// SPDX-FileCopyrightText: 2026 Alfred Contributors
// SPDX-License-Identifier: MIT OR Apache-2.0

//! Memory engine facade: the insert / search / delete surface consumed by
//! agents and the CLI.

use std::sync::Arc;

use tracing::{debug, info};

use alfred_config::model::{AlfredConfig, MemoryConfig};
use alfred_core::{AlfredError, PluginAdapter};
use alfred_storage::Database;

use crate::embedding::{build_chain, EmbeddingChain};
use crate::hybrid::HybridSearch;
use crate::store::MemoryStore;
use crate::types::{MemoryFilter, MemoryRecord, NewMemory, ProviderStatus, SearchHit, SearchOptions};

/// Owns the store, the embedding chain and the hybrid retriever over both.
pub struct MemoryEngine {
    db: Database,
    store: Arc<MemoryStore>,
    chain: Arc<EmbeddingChain>,
    search: HybridSearch,
}

impl MemoryEngine {
    /// Open the database and build the provider chain described by `config`.
    pub async fn open(config: &AlfredConfig) -> Result<Self, AlfredError> {
        let db = Database::from_config(&config.storage).await?;
        let chain = build_chain(config).await?;
        info!(
            database = %db.path(),
            providers = ?chain.provider_names(),
            "memory engine opened"
        );
        Self::from_parts(db, chain, config.memory.clone(), config.embedding.dimensions).await
    }

    /// Assemble an engine from already-built parts.
    ///
    /// `dimensions` pins the store; a non-empty chain must produce vectors
    /// of the same length.
    pub async fn from_parts(
        db: Database,
        chain: EmbeddingChain,
        memory: MemoryConfig,
        dimensions: usize,
    ) -> Result<Self, AlfredError> {
        if let Some(actual) = chain.dimensions() {
            if actual != dimensions {
                return Err(AlfredError::DimensionMismatch {
                    expected: dimensions,
                    actual,
                });
            }
        }

        let store = Arc::new(MemoryStore::open(db.clone(), dimensions).await?);
        let chain = Arc::new(chain);
        let search = HybridSearch::new(Arc::clone(&store), Arc::clone(&chain), memory);
        Ok(Self {
            db,
            store,
            chain,
            search,
        })
    }

    /// Embed and store one memory.
    pub async fn insert(&self, memory: NewMemory) -> Result<MemoryRecord, AlfredError> {
        ensure_content(&memory.content)?;
        let embedded = self.chain.embed(&memory.content).await?;
        let record = self.store.insert(memory, embedded.embedding).await?;
        debug!(id = %record.id, provider = %embedded.provider, "memory stored");
        Ok(record)
    }

    /// Embed several memories with one provider and store them together.
    pub async fn insert_batch(&self, memories: Vec<NewMemory>) -> Result<Vec<MemoryRecord>, AlfredError> {
        for memory in &memories {
            ensure_content(&memory.content)?;
        }
        let texts: Vec<String> = memories.iter().map(|m| m.content.clone()).collect();
        let embedded = self.chain.embed_batch(&texts).await?;
        let records = self
            .store
            .insert_many(memories.into_iter().zip(embedded.embeddings).collect())
            .await?;
        debug!(count = records.len(), provider = %embedded.provider, "memory batch stored");
        Ok(records)
    }

    /// Replace a memory's content, re-embedding it. `None` if the id is unknown.
    pub async fn update(&self, id: &str, content: &str) -> Result<Option<MemoryRecord>, AlfredError> {
        ensure_content(content)?;
        if self.store.get_by_id(id).await?.is_none() {
            return Ok(None);
        }
        let embedded = self.chain.embed(content).await?;
        self.store.replace(id, content, embedded.embedding).await
    }

    pub async fn search(&self, query: &str, options: &SearchOptions) -> Result<Vec<SearchHit>, AlfredError> {
        self.search.search(query, options).await
    }

    pub async fn search_with_embedding(
        &self,
        query: &str,
        query_embedding: &[f32],
        options: &SearchOptions,
    ) -> Result<Vec<SearchHit>, AlfredError> {
        self.search
            .search_with_embedding(query, query_embedding, options)
            .await
    }

    pub async fn get(&self, id: &str) -> Result<Option<MemoryRecord>, AlfredError> {
        self.store.get_by_id(id).await
    }

    /// Delete a memory from every index. Returns whether it existed.
    pub async fn delete(&self, id: &str) -> Result<bool, AlfredError> {
        let removed = self.store.delete(id).await?;
        debug!(id = %id, removed, "memory delete");
        Ok(removed)
    }

    pub async fn count(&self) -> Result<usize, AlfredError> {
        self.store.count().await
    }

    pub async fn list(&self, filter: &MemoryFilter) -> Result<Vec<MemoryRecord>, AlfredError> {
        self.store.list(filter).await
    }

    /// Probe every embedding provider in priority order.
    pub async fn provider_status(&self) -> Vec<ProviderStatus> {
        self.chain.availability().await
    }

    pub fn store(&self) -> &MemoryStore {
        &self.store
    }

    pub fn database(&self) -> &Database {
        &self.db
    }

    /// Checkpoint the database. Safe to call more than once.
    pub async fn shutdown(&self) -> Result<(), AlfredError> {
        self.db.shutdown().await
    }
}

fn ensure_content(content: &str) -> Result<(), AlfredError> {
    if content.trim().is_empty() {
        return Err(AlfredError::InvalidInput(
            "memory content must not be empty".to_string(),
        ));
    }
    Ok(())
}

________________

**EXERCISE**. For every line in the data above that holds "collect", return the line itself.

**TASK RESPONSE**.
        let texts: Vec<String> = memories.iter().map(|m| m.content.clone()).collect();
            .insert_many(memories.into_iter().zip(embedded.embeddings).collect())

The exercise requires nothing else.